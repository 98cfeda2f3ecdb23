//! Alert events raised by the risk and compliance pipeline.

use serde::{Deserialize, Serialize};
use std::fmt;

#[derive(Debug, Clone, Copy, Serialize, Deserialize, PartialEq, Eq, Hash)]
#[serde(rename_all = "snake_case")]
pub enum AlertKind {
    /// Predicted or measured residue above the MRL tolerance
    UnsafeMrl,
    /// Dose in the moderate tier
    HighDosage,
    /// Dose in the overdose tier
    Overdosage,
    /// Withdrawal period elapsed, sample ready for collection
    SafeDateReached,
}

impl AlertKind {
    pub fn as_str(&self) -> &'static str {
        match self {
            Self::UnsafeMrl => "unsafe_mrl",
            Self::HighDosage => "high_dosage",
            Self::Overdosage => "overdosage",
            Self::SafeDateReached => "safe_date_reached",
        }
    }
}

impl fmt::Display for AlertKind {
    fn fmt(&self, f: &mut fmt::Formatter<'_>) -> fmt::Result {
        f.write_str(self.as_str())
    }
}

#[derive(Debug, Clone, Serialize, Deserialize, PartialEq)]
pub struct AlertEvent {
    pub kind: AlertKind,
    pub message: String,
    pub treatment_id: Option<String>,
    pub entity_id: Option<String>,
    pub raised_at: String,
}

impl AlertEvent {
    pub fn new(kind: AlertKind, message: String) -> Self {
        Self {
            kind,
            message,
            treatment_id: None,
            entity_id: None,
            raised_at: chrono::Utc::now().to_rfc3339(),
        }
    }

    pub fn for_treatment(mut self, treatment_id: &str, entity_id: &str) -> Self {
        self.treatment_id = Some(treatment_id.to_string());
        self.entity_id = Some(entity_id.to_string());
        self
    }
}
//! Withdrawal compliance export.

mod compliance;

pub use compliance::*;
#[uniffi::export]
impl AmuGuardCore {
    // =========================================================================
    // Registration
    // =========================================================================

    pub fn register_farm(
        &self,
        name: String,
        farmer_id: Option<String>,
        location: FfiLocation,
    ) -> Result<FfiFarm, AmuGuardError> {
        let db = self.db.lock()?;
        let mut farm = Farm::new(name, location.into());
        farm.farmer_id = farmer_id;
        db.insert_farm(&farm)?;
        Ok(farm.into())
    }

    pub fn register_entity(&self, input: FfiNewEntity) -> Result<FfiEntity, AmuGuardError> {
        let matrix = ProductMatrix::parse(&input.product_matrix).ok_or_else(|| {
            AmuGuardError::InvalidInput(format!("unknown product matrix: {}", input.product_matrix))
        })?;
        if input.population_count == 0 {
            return Err(AmuGuardError::InvalidInput("population count must be at least 1".into()));
        }

        let db = self.db.lock()?;
        let mut entity = Entity::new(input.farm_id, input.species, matrix);
        entity.tag_id = input.tag_id;
        entity.batch_name = input.batch_name;
        entity.population_count = input.population_count;
        entity.weight_kg = input.weight_kg;
        db.insert_entity(&entity)?;
        Ok(entity.into())
    }

    pub fn register_laboratory(
        &self,
        name: String,
        location: FfiLocation,
    ) -> Result<FfiLaboratory, AmuGuardError> {
        let db = self.db.lock()?;
        let lab = Laboratory::new(name, location.into());
        db.insert_laboratory(&lab)?;
        Ok(lab.into())
    }

    /// Store a treatment and return its id.
    pub fn record_treatment(&self, input: FfiNewTreatment) -> Result<String, AmuGuardError> {
        let db = self.db.lock()?;
        let entity = db
            .get_entity(&input.entity_id)?
            .ok_or_else(|| AmuGuardError::NotFound(format!("entity {}", input.entity_id)))?;

        let mut treatment = Treatment::new(
            entity.entity_id.clone(),
            entity.farm_id.clone(),
            entity.species.clone(),
            input.medicine,
            input.dose_amount,
            input.dose_unit,
            parse_date_input(&input.start_date)?,
        );
        if let Some(category) = input.category {
            treatment.category = MedicineCategory::parse(&category).ok_or_else(|| {
                AmuGuardError::InvalidInput(format!("unknown medicine category: {}", category))
            })?;
        }
        treatment.route = input.route;
        treatment.frequency_per_day = input.frequency_per_day.max(1);
        treatment.duration_days = input.duration_days;
        treatment.is_vaccine = input.is_vaccine;
        treatment.body_weight_kg = input.body_weight_kg;
        treatment
            .validate()
            .map_err(|e| AmuGuardError::InvalidInput(e.to_string()))?;

        db.insert_treatment(&treatment)?;
        Ok(treatment.treatment_id)
    }

    // =========================================================================
    // Risk
    // =========================================================================

    /// Tier of a dose against the reference catalog.
    pub fn classify_dose(&self, species: String, medicine: String, dose: f64, unit: String) -> String {
        DoseClassifier::new(&self.catalog)
            .classify(&species, &medicine, dose, &unit)
            .as_str()
            .to_string()
    }

    /// Assess a treatment and, when its safe date is after `today`, open its
    /// sample request.
    pub fn assess_treatment(
        &self,
        treatment_id: String,
        today: String,
    ) -> Result<FfiAssessment, AmuGuardError> {
        let today = parse_date_input(&today)?;
        let db = self.db.lock()?;
        self.with_alerts(|sink| {
            let assessment = RiskAssessor::new(&*db, &self.catalog, sink).assess(&treatment_id)?;
            let request = SampleCoordinator::new(&*db, &self.assigner, sink)
                .ensure_request(&assessment.record, today)?;
            Ok(FfiAssessment {
                created: assessment.created,
                record: assessment.record.into(),
                sample_request: request.map(|r| r.request.into()),
            })
        })
    }

    pub fn get_risk_record(&self, treatment_id: String) -> Result<Option<FfiRiskRecord>, AmuGuardError> {
        let db = self.db.lock()?;
        Ok(db.get_risk_record(&treatment_id)?.map(Into::into))
    }

    /// Records still inside their withdrawal period on `today`, soonest
    /// safe date first, optionally for one farmer.
    pub fn active_withdrawals(
        &self,
        today: String,
        farmer_id: Option<String>,
    ) -> Result<Vec<FfiRiskRecord>, AmuGuardError> {
        let today = parse_date_input(&today)?;
        let db = self.db.lock()?;
        Ok(db
            .list_active_withdrawals(today, farmer_id.as_deref())?
            .into_iter()
            .map(Into::into)
            .collect())
    }

    // =========================================================================
    // Sample Compliance
    // =========================================================================

    pub fn sync_pending_requests(&self, today: String) -> Result<Vec<FfiSampleRequest>, AmuGuardError> {
        let today = parse_date_input(&today)?;
        let db = self.db.lock()?;
        self.with_alerts(|sink| {
            let opened =
                SampleCoordinator::new(&*db, &self.assigner, sink).sync_pending_requests(today)?;
            Ok(opened.into_iter().map(|e| e.request.into()).collect())
        })
    }

    pub fn unassigned_requests(&self) -> Result<Vec<FfiSampleRequest>, AmuGuardError> {
        let db = self.db.lock()?;
        self.with_alerts(|sink| {
            let requests = SampleCoordinator::new(&*db, &self.assigner, sink).unassigned_requests()?;
            Ok(requests.into_iter().map(Into::into).collect())
        })
    }

    pub fn assign_laboratory(
        &self,
        request_id: String,
        lab_id: String,
    ) -> Result<FfiSampleRequest, AmuGuardError> {
        let db = self.db.lock()?;
        self.with_alerts(|sink| {
            let request = SampleCoordinator::new(&*db, &self.assigner, sink)
                .assign_manually(&request_id, &lab_id)?;
            Ok(request.into())
        })
    }

    pub fn collect_sample(
        &self,
        request_id: String,
        sample_type: String,
        collected_on: String,
        lab_id: String,
        remarks: Option<String>,
    ) -> Result<FfiSample, AmuGuardError> {
        let input = CollectionInput {
            sample_type,
            collected_on: parse_date_input(&collected_on)?,
            lab_id,
            remarks,
        };
        let db = self.db.lock()?;
        self.with_alerts(|sink| {
            let sample = SampleCoordinator::new(&*db, &self.assigner, sink)
                .collect_sample(&request_id, input)?;
            Ok(sample.into())
        })
    }

    pub fn record_test_result(
        &self,
        sample_id: String,
        input: FfiTestInput,
    ) -> Result<FfiTestOutcome, AmuGuardError> {
        let final_status = RiskCategory::parse(&input.final_status).ok_or_else(|| {
            AmuGuardError::InvalidInput(format!("unknown verdict: {}", input.final_status))
        })?;
        let report = TestReportInput {
            detected_residue: input.detected_residue,
            mrl_limit: input.mrl_limit,
            final_status,
            withdrawal_days_remaining: input.withdrawal_days_remaining,
            tested_on: parse_date_input(&input.tested_on)?,
            remarks: input.remarks,
            certificate_ref: input.certificate_ref,
        };
        let db = self.db.lock()?;
        self.with_alerts(|sink| {
            let outcome =
                SampleCoordinator::new(&*db, &self.assigner, sink).record_test(&sample_id, report)?;
            Ok(outcome.into())
        })
    }

    pub fn complete_request(&self, request_id: String) -> Result<FfiSampleRequest, AmuGuardError> {
        let db = self.db.lock()?;
        self.with_alerts(|sink| {
            let request = SampleCoordinator::new(&*db, &self.assigner, sink).complete(&request_id)?;
            Ok(request.into())
        })
    }

    /// Requests ready for collection on `today` (`YYYY-MM-DD`).
    pub fn due_for_collection(&self, today: String) -> Result<Vec<FfiSampleRequest>, AmuGuardError> {
        let today = parse_date_input(&today)?;
        let db = self.db.lock()?;
        self.with_alerts(|sink| {
            let due = SampleCoordinator::new(&*db, &self.assigner, sink).due_for_collection(today)?;
            Ok(due.into_iter().map(Into::into).collect())
        })
    }

    /// Requests past the configured grace period.
    pub fn overdue_collections(&self, today: String) -> Result<Vec<FfiSampleRequest>, AmuGuardError> {
        let today = parse_date_input(&today)?;
        let db = self.db.lock()?;
        self.with_alerts(|sink| {
            let overdue = SampleCoordinator::new(&*db, &self.assigner, sink)
                .overdue_collections(today, self.config.compliance.overdue_grace_days)?;
            Ok(overdue.into_iter().map(|o| o.request.into()).collect())
        })
    }

    pub fn lab_statistics(&self, lab_id: String) -> Result<FfiLabStatistics, AmuGuardError> {
        let db = self.db.lock()?;
        self.with_alerts(|sink| {
            let stats = SampleCoordinator::new(&*db, &self.assigner, sink).lab_statistics(&lab_id)?;
            Ok(stats.into())
        })
    }

    /// Assessed treatments without a request yet, optionally for one lab.
    pub fn incoming_cases(
        &self,
        lab_id: Option<String>,
        today: String,
    ) -> Result<Vec<FfiIncomingCase>, AmuGuardError> {
        let today = parse_date_input(&today)?;
        let db = self.db.lock()?;
        self.with_alerts(|sink| {
            let cases = SampleCoordinator::new(&*db, &self.assigner, sink)
                .incoming_cases(lab_id.as_deref(), today)?;
            Ok(cases.into_iter().map(Into::into).collect())
        })
    }

    // =========================================================================
    // Biomass and Feed
    // =========================================================================

    /// Biomass grouped by `species`, `farm`, `month`, `state` or `district`.
    pub fn biomass_report(
        &self,
        grouping: String,
        filter: FfiBiomassFilter,
    ) -> Result<FfiBiomassReport, AmuGuardError> {
        let grouping = BiomassGrouping::parse(&grouping)
            .ok_or_else(|| AmuGuardError::InvalidInput(format!("unknown grouping: {}", grouping)))?;
        let filter = BiomassFilter {
            from: filter.from.as_deref().map(parse_date_input).transpose()?,
            to: filter.to.as_deref().map(parse_date_input).transpose()?,
            state: filter.state,
            district: filter.district,
            species: filter.species,
        };
        let db = self.db.lock()?;
        let report = BiomassAggregator::from_config(&self.config.biomass)
            .report(&*db, &filter, grouping)?;
        Ok(report.into())
    }

    pub fn upsert_feed_score(
        &self,
        species: String,
        feed_item: String,
        fni: f64,
    ) -> Result<(), AmuGuardError> {
        if !fni.is_finite() {
            return Err(AmuGuardError::InvalidInput(format!("FNI must be a number, got {}", fni)));
        }
        let db = self.db.lock()?;
        db.upsert_feed_score(&FeedScore {
            species,
            feed_item,
            fni,
        })?;
        Ok(())
    }

    pub fn submit_feed(
        &self,
        farmer_id: String,
        species: String,
        feeds: Vec<FfiFeedInclusion>,
    ) -> Result<FfiFeedSummary, AmuGuardError> {
        let submission = FeedSubmission {
            farmer_id,
            species,
            feeds: feeds.into_iter().map(Into::into).collect(),
        };
        let scorer = FeedRiskScorer::from_config(&self.config.feed);
        let db = self.db.lock()?;
        let assessment = FeedRiskService::new(&*db, &scorer).submit(&submission)?;
        Ok(assessment.summary.into())
    }

    pub fn latest_feed_summaries(
        &self,
        farmer_id: String,
        limit: u32,
    ) -> Result<Vec<FfiFeedSummary>, AmuGuardError> {
        let db = self.db.lock()?;
        let summaries = db.latest_feed_summaries(&farmer_id, limit)?;
        Ok(summaries.into_iter().map(Into::into).collect())
    }

    pub fn feed_risk_statistics(&self) -> Result<FfiFeedStatistics, AmuGuardError> {
        let db = self.db.lock()?;
        Ok(db.feed_risk_statistics()?.into())
    }

    // =========================================================================
    // Alerts and Export
    // =========================================================================

    /// Take every alert raised since the last call.
    pub fn drain_alerts(&self) -> Vec<FfiAlert> {
        self.alerts.drain().into_iter().map(Into::into).collect()
    }

    pub fn export_compliance_json(&self) -> Result<String, AmuGuardError> {
        let db = self.db.lock()?;
        let exporter = export::ComplianceExporter::new(&db);
        let batch = exporter.export_all()?;
        Ok(batch.to_json()?)
    }

    pub fn export_compliance_csv(&self) -> Result<String, AmuGuardError> {
        let db = self.db.lock()?;
        let exporter = export::ComplianceExporter::new(&db);
        let batch = exporter.export_all()?;
        Ok(batch.to_csv())
    }
}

__Your instructions__: Using the records above, find and show each line with the string "FfiAssessment".

__Task solution__:
    ) -> Result<FfiAssessment, AmuGuardError> {
            Ok(FfiAssessment {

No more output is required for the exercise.